TRÁNSITO CCII
Antes del almuerzo
Sus padres, en aquella época discutían con harta frecuencia. Aquel día habían comenzado a comer. Apenas se habían sentado en la cocina, ante la comida dispuesta, saltó la chispa. De repente el padre se convirtió en un demonio rabioso. Las voces, los gritos, los improperios ampliaban el vendaval.
Los dos niños enloquecidos rogaban a sus padres que no siguieran discutiendo. Ya los cuatro se hallaban en pie. La bronca se prolongaba. Las viandas abandonadas se enfriaban con el aire triste de los objetos olvidados.
Como era usual , la escena continuaba por las demás dependencias de la casa y según esta costumbre los diablos abandonaron la cocina tras un fuerte portazo. La hermana mayor temerosa de alguna violencia posible corrió tras ellos dando un nuevo portazo.
El niño quedó sólo.
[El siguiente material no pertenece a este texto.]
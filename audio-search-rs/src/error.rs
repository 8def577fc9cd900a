use thiserror::Error;

#[derive(Debug, Error)]
pub enum AudioSearchError {
    /// Bad configuration detected at construction time; the service must not start.
    #[error("Configuration error: {0}")]
    Config(String),
    /// Programming error in the caller (wrong dimension, unknown content type, ...).
    #[error("Invalid usage: {0}")]
    Usage(String),
    /// An index or model was used before it was built/loaded.
    #[error("Not ready: {0}")]
    NotBuilt(String),
    #[error("IO error: {0}")]
    Io(#[from] std::io::Error),
    #[error("JSON error: {0}")]
    Json(#[from] serde_json::Error),
    /// Missing or malformed corpus artifacts.
    #[error("Corpus error: {0}")]
    Corpus(String),
    #[error("Model error: {0}")]
    Model(String),
}

pub type Result<T> = std::result::Result<T, AudioSearchError>;
mod common;

use assert_cmd::Command;
use common::*;
use predicates::prelude::*;
use std::path::Path;

fn write_config(root: &Path) -> std::path::PathBuf {
    let config = format!(
        r#"
audio_dir = "{audio}"
embeddings_dir = "{emb}"
music_embeddings_dir = "{music}"
keywords_path = "{keywords}"

[model]
backend = "hash"
device = "cpu"
enable_music_model = false

[translation]
provider = "googletrans"
api_url = "http://127.0.0.1:9/unreachable"
timeout_ms = 500
"#,
        audio = root.join("audio").display(),
        emb = root.join("embeddings").display(),
        music = root.join("embeddings/music").display(),
        keywords = keywords_path().display(),
    );
    let path = root.join("audio-search.toml");
    std::fs::write(&path, config).unwrap();
    path
}

fn cli() -> Command {
    let mut cmd = Command::cargo_bin("audio-search").unwrap();
    cmd.env_remove("AUDIO_SEARCH_CONFIG").env("RUST_LOG", "warn");
    cmd
}

#[test]
fn help_lists_subcommands() {
    cli()
        .arg("--help")
        .assert()
        .success()
        .stdout(predicate::str::contains("serve"))
        .stdout(predicate::str::contains("index"))
        .stdout(predicate::str::contains("query"));
}

#[test]
fn index_then_query() {
    let dir = tempfile::tempdir().unwrap();
    write_corpus(&dir.path().join("audio"));
    let config = write_config(dir.path());
    let out = dir.path().join("embeddings/sfx");

    cli()
        .arg("--config")
        .arg(&config)
        .arg("index")
        .arg("--output-dir")
        .arg(&out)
        .assert()
        .success()
        .stdout(predicate::str::contains("\"successful\": 5"));
    assert!(out.join("index.asvi").exists());
    assert!(out.join("content_scores.npz").exists());

    let output = cli()
        .arg("--config")
        .arg(&config)
        .args(["query", "heavy rain", "--json", "--top-k", "2"])
        .output()
        .unwrap();
    assert!(output.status.success(), "{}", String::from_utf8_lossy(&output.stderr));
    let response: serde_json::Value = serde_json::from_slice(&output.stdout).unwrap();
    assert_eq!(response["num_results"], 2);
    assert_eq!(response["content_type"], "sfx");
    assert_eq!(response["results"][0]["filename"], "rain_heavy.wav");
}

#[test]
fn query_prints_a_table_to_stderr() {
    let dir = tempfile::tempdir().unwrap();
    write_corpus(&dir.path().join("audio"));
    let config = write_config(dir.path());

    cli()
        .arg("--config")
        .arg(&config)
        .args(["index", "--output-dir"])
        .arg(dir.path().join("embeddings/sfx"))
        .assert()
        .success();

    cli()
        .arg("--config")
        .arg(&config)
        .args(["query", "dog bark", "--content-type", "sfx"])
        .assert()
        .success()
        .stderr(predicate::str::contains("dog_bark.wav"))
        .stdout(predicate::str::contains("\"resolved_query\": \"dog bark\""));
}

#[test]
fn index_of_an_empty_directory_warns() {
    let dir = tempfile::tempdir().unwrap();
    std::fs::create_dir_all(dir.path().join("audio")).unwrap();
    let config = write_config(dir.path());

    cli()
        .arg("--config")
        .arg(&config)
        .arg("index")
        .assert()
        .success()
        .stderr(predicate::str::contains("No audio files found"));
}

#[test]
fn query_without_a_corpus_fails() {
    let dir = tempfile::tempdir().unwrap();
    std::fs::create_dir_all(dir.path().join("audio")).unwrap();
    let config = write_config(dir.path());

    cli()
        .arg("--config")
        .arg(&config)
        .args(["query", "rain"])
        .assert()
        .failure();
}

#[test]
fn invalid_settings_are_rejected() {
    let dir = tempfile::tempdir().unwrap();
    let config = dir.path().join("bad.toml");
    std::fs::write(&config, "[rerank]\nweight = 2.0\n").unwrap();

    cli()
        .arg("--config")
        .arg(&config)
        .args(["query", "rain"])
        .assert()
        .failure()
        .stderr(predicate::str::contains("rerank.weight"));
}
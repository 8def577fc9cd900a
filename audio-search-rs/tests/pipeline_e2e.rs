mod common;

use audio_search::translation::{RATE_LIMIT_WARNING, UNAVAILABLE_WARNING};
use audio_search::{ContentType, PipelineError, SearchRequest};
use common::*;
use std::sync::atomic::Ordering;
use std::sync::Arc;

#[tokio::test]
async fn english_music_query_routes_to_songs() {
    let corpus = indexed_corpus();
    let pipeline = pipeline_with(&corpus, FakeTranslator::default(), keyword_classifier());

    let response = pipeline
        .search(SearchRequest::new("relaxing piano music"))
        .await
        .unwrap();

    assert_eq!(response.content_type, ContentType::Song);
    assert!(!response.was_translated);
    assert_eq!(response.original_query, "relaxing piano music");
    assert_eq!(response.resolved_query, "relaxing piano music");
    assert!(response.translation_warning.is_none());
    assert_eq!(response.num_results, 5);
    assert!(response
        .results
        .iter()
        .all(|r| r.content_type == ContentType::Song && (0.0..=1.0).contains(&r.similarity)));
}

#[tokio::test]
async fn explicit_content_type_skips_the_classifier() {
    let corpus = indexed_corpus();
    let classifier = Arc::new(CountingClassifier::default());
    let pipeline = pipeline_with(&corpus, FakeTranslator::default(), classifier.clone());

    let response = pipeline
        .search(SearchRequest::new("relaxing piano music").with_content_type(ContentType::Sfx))
        .await
        .unwrap();

    assert_eq!(classifier.calls.load(Ordering::SeqCst), 0);
    assert_eq!(response.content_type, ContentType::Sfx);
    assert!(response.results.iter().all(|r| r.content_type == ContentType::Sfx));

    pipeline.search(SearchRequest::new("rain")).await.unwrap();
    assert_eq!(classifier.calls.load(Ordering::SeqCst), 1);
}

#[tokio::test]
async fn named_files_rank_first_and_carry_folders() {
    let corpus = indexed_corpus();
    let pipeline = pipeline_with(&corpus, FakeTranslator::default(), keyword_classifier());

    let response = pipeline
        .search(SearchRequest::new("heavy rain").with_top_k(2))
        .await
        .unwrap();

    assert_eq!(response.content_type, ContentType::Sfx);
    assert_eq!(response.num_results, 2);
    let top = &response.results[0];
    assert_eq!(top.filename, "rain_heavy.wav");
    assert_eq!(top.audio_url, "/audio/weather/rain_heavy.wav");
    assert_eq!(top.folder, "weather");
    assert!(response.results[0].similarity >= response.results[1].similarity);
}

#[tokio::test]
async fn foreign_queries_are_translated_before_routing() {
    let corpus = indexed_corpus();
    let translator = FakeTranslator::default()
        .detects("lluvia fuerte", "es", 0.98)
        .translates("lluvia fuerte", "heavy rain");
    let pipeline = pipeline_with(&corpus, translator, keyword_classifier());

    let response = pipeline
        .search(SearchRequest::new("lluvia fuerte"))
        .await
        .unwrap();

    assert!(response.was_translated);
    assert_eq!(response.resolved_query, "heavy rain");
    assert_eq!(response.original_query, "lluvia fuerte");
    assert_eq!(response.content_type, ContentType::Sfx);
    assert_eq!(response.results[0].filename, "rain_heavy.wav");
}

#[tokio::test]
async fn translation_failures_degrade_to_the_original_text() {
    let corpus = indexed_corpus();

    let translator = FakeTranslator::default()
        .detects("lluvia fuerte", "es", 0.98)
        .rate_limited();
    let pipeline = pipeline_with(&corpus, translator, keyword_classifier());
    let response = pipeline
        .search(SearchRequest::new("lluvia fuerte"))
        .await
        .unwrap();
    assert!(!response.was_translated);
    assert_eq!(response.resolved_query, "lluvia fuerte");
    assert_eq!(response.translation_warning.as_deref(), Some(RATE_LIMIT_WARNING));

    let translator = FakeTranslator::default().detects("trueno", "es", 0.9);
    let pipeline = pipeline_with(&corpus, translator, keyword_classifier());
    let response = pipeline.search(SearchRequest::new("trueno")).await.unwrap();
    assert_eq!(response.translation_warning.as_deref(), Some(UNAVAILABLE_WARNING));
    assert!(!response.results.is_empty());
}

#[tokio::test]
async fn invalid_requests_are_rejected_before_searching() {
    let corpus = indexed_corpus();
    let pipeline = pipeline_with(&corpus, FakeTranslator::default(), keyword_classifier());

    assert!(matches!(
        pipeline.search(SearchRequest::new("")).await,
        Err(PipelineError::InvalidRequest(_))
    ));
    assert!(matches!(
        pipeline.search(SearchRequest::new("x".repeat(501))).await,
        Err(PipelineError::InvalidRequest(_))
    ));
    assert!(matches!(
        pipeline.search(SearchRequest::new("rain").with_top_k(0)).await,
        Err(PipelineError::InvalidRequest(_))
    ));
    assert!(matches!(
        pipeline.search(SearchRequest::new("rain").with_top_k(101)).await,
        Err(PipelineError::InvalidRequest(_))
    ));
}

#[tokio::test]
async fn top_k_larger_than_the_corpus_is_clamped() {
    let corpus = indexed_corpus();
    let pipeline = pipeline_with(&corpus, FakeTranslator::default(), keyword_classifier());
    let response = pipeline
        .search(SearchRequest::new("thunder").with_top_k(100))
        .await
        .unwrap();
    assert_eq!(response.num_results, CORPUS.len());
}
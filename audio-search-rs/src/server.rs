//! HTTP surface: search, health, localized example prompts and the audio files.

use crate::config::Settings;
use crate::error::{AudioSearchError, Result};
use crate::pipeline::{PipelineError, SearchPipeline, SearchRequest, SearchResponse};
use crate::translation::TranslationOutcome;
use axum::{
    extract::{rejection::JsonRejection, Query, State},
    http::{HeaderValue, StatusCode},
    response::{IntoResponse, Response},
    routing::{get, post},
    Json, Router,
};
use serde::{Deserialize, Serialize};
use serde_json::json;
use std::path::Path;
use std::sync::Arc;
use thiserror::Error;
use tower_http::cors::{Any, CorsLayer};
use tower_http::services::ServeDir;
use tower_http::trace::TraceLayer;
use tracing::{info, warn};

#[derive(Debug, Error)]
pub enum ApiError {
    #[error("Invalid request: {0}")]
    BadRequest(String),

    #[error("{0}")]
    Internal(String),
}

impl From<PipelineError> for ApiError {
    fn from(e: PipelineError) -> Self {
        match e {
            PipelineError::InvalidRequest(msg) => ApiError::BadRequest(msg),
            PipelineError::SearchFailed => ApiError::Internal(e.to_string()),
        }
    }
}

impl IntoResponse for ApiError {
    fn into_response(self) -> Response {
        let (status, code, message) = match self {
            ApiError::BadRequest(msg) => (StatusCode::BAD_REQUEST, "BAD_REQUEST", msg),
            ApiError::Internal(msg) => (StatusCode::INTERNAL_SERVER_ERROR, "INTERNAL_ERROR", msg),
        };
        let body = Json(json!({
            "error": {
                "code": code,
                "message": message,
            }
        }));
        (status, body).into_response()
    }
}

#[derive(Debug, Clone, PartialEq, Serialize, Deserialize)]
pub struct ExamplePrompt {
    pub category: String,
    pub text: String,
}

#[derive(Debug, Clone, PartialEq, Serialize, Deserialize)]
pub struct SearchTip {
    pub title: String,
    pub description: String,
}

#[derive(Debug, Clone, Default, PartialEq, Serialize, Deserialize)]
pub struct ExamplePrompts {
    #[serde(default)]
    pub prompts: Vec<ExamplePrompt>,
    #[serde(default)]
    pub search_tips: Vec<SearchTip>,
}

impl ExamplePrompts {
    pub fn load(path: &Path) -> Result<Self> {
        let raw = std::fs::read_to_string(path).map_err(|e| {
            AudioSearchError::Config(format!("example prompts {}: {e}", path.display()))
        })?;
        serde_json::from_str(&raw).map_err(|e| {
            AudioSearchError::Config(format!("example prompts {}: {e}", path.display()))
        })
    }
}

#[derive(Debug, Serialize)]
pub struct HealthResponse {
    pub status: &'static str,
    pub model_loaded: bool,
}

#[derive(Debug, Deserialize)]
pub struct PromptsQuery {
    pub lang: Option<String>,
}

/// Shared across handlers
#[derive(Clone)]
pub struct AppState {
    pub pipeline: Arc<SearchPipeline>,
    pub prompts: Arc<ExamplePrompts>,
}

impl AppState {
    pub fn new(pipeline: SearchPipeline, prompts: ExamplePrompts) -> Self {
        Self {
            pipeline: Arc::new(pipeline),
            prompts: Arc::new(prompts),
        }
    }
}

async fn health(State(state): State<AppState>) -> Json<HealthResponse> {
    Json(HealthResponse {
        status: "healthy",
        model_loaded: state.pipeline.model_loaded(),
    })
}

async fn search(
    State(state): State<AppState>,
    payload: std::result::Result<Json<SearchRequest>, JsonRejection>,
) -> std::result::Result<Json<SearchResponse>, ApiError> {
    let Json(request) = payload.map_err(|e| ApiError::BadRequest(e.body_text()))?;
    Ok(Json(state.pipeline.search(request).await?))
}

/// Prompts are translated one by one; any failure returns the English list.
async fn example_prompts(
    State(state): State<AppState>,
    Query(params): Query<PromptsQuery>,
) -> Json<ExamplePrompts> {
    let lang = match params.lang.map(|l| l.trim().to_lowercase()) {
        Some(lang) if !lang.is_empty() && lang != "en" => lang,
        _ => return Json((*state.prompts).clone()),
    };

    let resolver = state.pipeline.resolver();
    let mut translated = Vec::with_capacity(state.prompts.prompts.len());
    for prompt in &state.prompts.prompts {
        match resolver.translate(&prompt.text, "en", &lang).await {
            TranslationOutcome::Translated(text) => translated.push(ExamplePrompt {
                category: prompt.category.clone(),
                text,
            }),
            TranslationOutcome::Failed(failure) => {
                warn!(lang = %lang, reason = ?failure, "Example prompt translation failed");
                return Json((*state.prompts).clone());
            }
        }
    }
    Json(ExamplePrompts {
        prompts: translated,
        search_tips: state.prompts.search_tips.clone(),
    })
}

pub fn api_routes() -> Router<AppState> {
    Router::new()
        .route("/api/search", post(search))
        .route("/api/health", get(health))
        .route("/api/example-prompts", get(example_prompts))
}

fn cors_layer(origins: &[String]) -> Result<CorsLayer> {
    let origins = origins
        .iter()
        .map(|o| {
            o.parse::<HeaderValue>()
                .map_err(|e| AudioSearchError::Config(format!("invalid CORS origin {o:?}: {e}")))
        })
        .collect::<Result<Vec<_>>>()?;
    Ok(CorsLayer::new()
        .allow_origin(origins)
        .allow_methods(Any)
        .allow_headers(Any))
}

/// The full application: API routes, `/audio` static files, CORS and tracing.
pub fn build_router(state: AppState, settings: &Settings) -> Result<Router> {
    Ok(api_routes()
        .nest_service("/audio", ServeDir::new(&settings.audio_dir))
        .layer(cors_layer(&settings.cors_origins)?)
        .layer(TraceLayer::new_for_http())
        .with_state(state))
}

async fn shutdown_signal() {
    if tokio::signal::ctrl_c().await.is_ok() {
        info!("Shutdown signal received");
    }
}

/// Load models and corpora, then serve until interrupted.
pub async fn serve(settings: Settings) -> Result<()> {
    let prompts = ExamplePrompts::load(&settings.example_prompts_path)?;
    let startup = settings.clone();
    let pipeline = tokio::task::spawn_blocking(move || SearchPipeline::from_settings(&startup))
        .await
        .map_err(|e| AudioSearchError::Model(format!("startup task failed: {e}")))??;
    info!(
        provider = pipeline.resolver().provider_name(),
        "Search pipeline ready"
    );

    let app = build_router(AppState::new(pipeline, prompts), &settings)?;
    let addr = settings.bind_addr();
    let listener = tokio::net::TcpListener::bind(&addr).await?;
    info!("audio-search listening on http://{addr}");
    axum::serve(listener, app)
        .with_graceful_shutdown(shutdown_signal())
        .await?;
    Ok(())
}
//! Language resolution: detect the query language and translate to English.
//!
//! Provider failures never escape this module. They degrade to "search with
//! the original text" plus a user-facing warning.

pub mod cache;
pub mod glossary;
pub mod providers;

use crate::config::TranslationSettings;
use crate::error::Result;
use cache::TtlLruCache;
use providers::{build_provider, ProviderError, TranslationProvider};
use serde::Serialize;
use std::collections::HashSet;
use std::sync::Arc;
use std::time::Duration;
use tracing::{info, warn};

pub use glossary::apply_vietnamese_glossary;

pub const MAX_TRANSLATED_CHARS: usize = 500;
const LOW_CONFIDENCE: f32 = 0.7;

pub const RATE_LIMIT_WARNING: &str =
    "Translation rate limit reached. Searching with original text may yield less accurate results.";
pub const UNAVAILABLE_WARNING: &str =
    "Translation unavailable. Searching with original text may yield less accurate results.";
pub const GLOSSARY_WARNING: &str = "Translation unavailable. Using Vietnamese keyword fallback.";

#[derive(Debug, Clone, PartialEq, Serialize)]
pub struct LanguageDetection {
    pub lang_code: String,
    pub confidence: f32,
    pub is_english: bool,
}

impl LanguageDetection {
    fn english_default() -> Self {
        Self {
            lang_code: "en".into(),
            confidence: 0.0,
            is_english: true,
        }
    }
}

#[derive(Debug, Clone, PartialEq)]
pub enum TranslationFailure {
    RateLimited,
    Unavailable(String),
}

impl From<&ProviderError> for TranslationFailure {
    fn from(err: &ProviderError) -> Self {
        match err {
            ProviderError::RateLimited => TranslationFailure::RateLimited,
            other => TranslationFailure::Unavailable(other.to_string()),
        }
    }
}

impl TranslationFailure {
    /// Every non-rate-limit failure shares one message.
    pub fn warning(&self) -> &'static str {
        match self {
            TranslationFailure::RateLimited => RATE_LIMIT_WARNING,
            TranslationFailure::Unavailable(_) => UNAVAILABLE_WARNING,
        }
    }
}

#[derive(Debug, Clone, PartialEq)]
pub enum TranslationOutcome {
    Translated(String),
    Failed(TranslationFailure),
}

#[derive(Debug, Clone, PartialEq, Serialize)]
pub struct ProcessedQuery {
    pub english_text: String,
    pub original_text: String,
    pub lang_code: String,
    pub was_translated: bool,
    pub translation_warning: Option<String>,
}

impl ProcessedQuery {
    fn untranslated(text: &str, lang_code: &str, warning: Option<&str>) -> Self {
        Self {
            english_text: text.to_string(),
            original_text: text.to_string(),
            lang_code: lang_code.to_string(),
            was_translated: false,
            translation_warning: warning.map(str::to_string),
        }
    }
}

type TranslationKey = (String, String, String);

pub struct LanguageResolver {
    provider: Arc<dyn TranslationProvider>,
    allowed_langs: Option<HashSet<String>>,
    translation_cache: TtlLruCache<TranslationKey, String>,
    language_cache: TtlLruCache<String, LanguageDetection>,
}

impl LanguageResolver {
    pub fn from_settings(settings: &TranslationSettings) -> Result<Self> {
        let provider = build_provider(settings)?;
        Ok(Self::new(provider, settings))
    }

    pub fn new(provider: Arc<dyn TranslationProvider>, settings: &TranslationSettings) -> Self {
        let allowed_langs = settings.allowed_langs.as_ref().and_then(|langs| {
            let set: HashSet<String> = langs
                .iter()
                .map(|l| l.trim().to_lowercase())
                .filter(|l| !l.is_empty())
                .collect();
            (!set.is_empty()).then_some(set)
        });
        let ttl = Duration::from_secs(settings.cache_ttl_secs);
        Self {
            provider,
            allowed_langs,
            translation_cache: TtlLruCache::new("translation", settings.cache_capacity, ttl),
            language_cache: TtlLruCache::new("language", settings.cache_capacity, ttl),
        }
    }

    pub fn provider_name(&self) -> &str {
        self.provider.name()
    }

    /// Never fails: provider errors fall back to English with zero confidence.
    pub async fn detect_language(&self, text: &str) -> LanguageDetection {
        let trimmed = text.trim();
        if trimmed.is_empty() {
            return LanguageDetection::english_default();
        }
        if let Some(cached) = self.language_cache.get(&trimmed.to_string()) {
            return cached;
        }

        match self.provider.detect(trimmed).await {
            Ok(detection) => {
                let lang_code = detection
                    .lang_code
                    .map(|c| c.trim().to_lowercase())
                    .filter(|c| !c.is_empty())
                    .unwrap_or_else(|| "en".to_string());
                let confidence = detection.confidence.clamp(0.0, 1.0);
                if confidence > 0.0 && confidence < LOW_CONFIDENCE {
                    warn!(lang = %lang_code, confidence, "Low-confidence language detection");
                }
                let result = LanguageDetection {
                    is_english: lang_code == "en",
                    lang_code,
                    confidence,
                };
                self.language_cache
                    .insert(trimmed.to_string(), result.clone());
                result
            }
            Err(e) => {
                warn!(error = %e, "Language detection failed, defaulting to English");
                LanguageDetection::english_default()
            }
        }
    }

    pub async fn translate(&self, text: &str, source_lang: &str, target_lang: &str) -> TranslationOutcome {
        let trimmed = text.trim();
        if trimmed.is_empty() {
            return TranslationOutcome::Translated(text.to_string());
        }
        let source = match source_lang.trim().to_lowercase() {
            s if s.is_empty() => "auto".to_string(),
            s => s,
        };
        let target = match target_lang.trim().to_lowercase() {
            t if t.is_empty() => "en".to_string(),
            t => t,
        };
        if source != "auto" && source == target {
            return TranslationOutcome::Translated(text.to_string());
        }

        let key = (source.clone(), target.clone(), trimmed.to_string());
        if let Some(cached) = self.translation_cache.get(&key) {
            return TranslationOutcome::Translated(cached);
        }

        match self.provider.translate(trimmed, &source, &target).await {
            Ok(translated) => {
                self.translation_cache.insert(key, translated.clone());
                TranslationOutcome::Translated(translated)
            }
            Err(e) => {
                warn!(lang = %source, error = %e, "Translation failed");
                TranslationOutcome::Failed(TranslationFailure::from(&e))
            }
        }
    }

    pub async fn detect_and_translate(&self, text: &str) -> ProcessedQuery {
        let trimmed = text.trim();
        if trimmed.is_empty() {
            return ProcessedQuery::untranslated(text, "en", None);
        }
        if glossary::is_non_textual(trimmed) {
            return ProcessedQuery::untranslated(text, "und", None);
        }

        // short foreign text is easily misdetected as English
        let force_translation = glossary::contains_non_ascii_letters(trimmed);

        let detection_text = glossary::extract_dominant_text(trimmed);
        let detection = self.detect_language(&detection_text).await;
        let mut lang_code = detection.lang_code.clone();

        if force_translation && detection.is_english {
            if let Some(inferred) = glossary::infer_language_from_characters(trimmed) {
                info!(
                    detected = %detection.lang_code,
                    inferred,
                    text = %glossary::truncate_chars(trimmed, 50),
                    "Overriding language detection"
                );
                lang_code = inferred.to_string();
            }
        }

        if detection.is_english && !force_translation {
            return ProcessedQuery::untranslated(text, &lang_code, None);
        }

        if let Some(allowed) = &self.allowed_langs {
            // diacritic-light Vietnamese fragments rarely detect as "vi"
            let vi_only = allowed.len() == 1 && allowed.contains("vi");
            if force_translation && vi_only && !allowed.contains(&lang_code) {
                lang_code = "vi".to_string();
            }
            if !allowed.contains(&lang_code) {
                return ProcessedQuery::untranslated(text, &lang_code, None);
            }
        }

        let source = if force_translation && lang_code == "en" {
            "auto"
        } else {
            lang_code.as_str()
        };

        match self.translate(trimmed, source, "en").await {
            TranslationOutcome::Translated(translated) => {
                let mut english_text = if translated.is_empty() {
                    text.to_string()
                } else {
                    translated
                };
                let len = english_text.chars().count();
                if len > MAX_TRANSLATED_CHARS {
                    info!(len, "Translated text exceeded {MAX_TRANSLATED_CHARS} characters; truncating");
                    english_text = glossary::truncate_chars(&english_text, MAX_TRANSLATED_CHARS);
                }
                ProcessedQuery {
                    english_text,
                    original_text: text.to_string(),
                    lang_code,
                    was_translated: true,
                    translation_warning: None,
                }
            }
            TranslationOutcome::Failed(failure) => {
                if force_translation && lang_code == "vi" {
                    let hint = apply_vietnamese_glossary(trimmed);
                    if !hint.is_empty() {
                        info!(hint = %hint, "Using Vietnamese glossary fallback");
                        return ProcessedQuery {
                            english_text: hint,
                            original_text: text.to_string(),
                            lang_code,
                            was_translated: true,
                            translation_warning: Some(GLOSSARY_WARNING.to_string()),
                        };
                    }
                }
                ProcessedQuery::untranslated(text, &lang_code, Some(failure.warning()))
            }
        }
    }
}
No comprendía la rabia de sus padres, no comprendía las palabras o el sentido de algunos gestos bruscos y sutiles pero miró la cocina y sintió cierta falta de armonía.
Por ello cuidadosamente como si temiera producir algún ruido o que el ruido producido se mezclara con los que llegaban del fondo de la casa y con ello se forjara un ruido híbrido y terrible, volcó una a una las cuatro sillas y así contempló el paisaje del caos.
Ahora los objetos y las emociones habían acoplado los ritmos.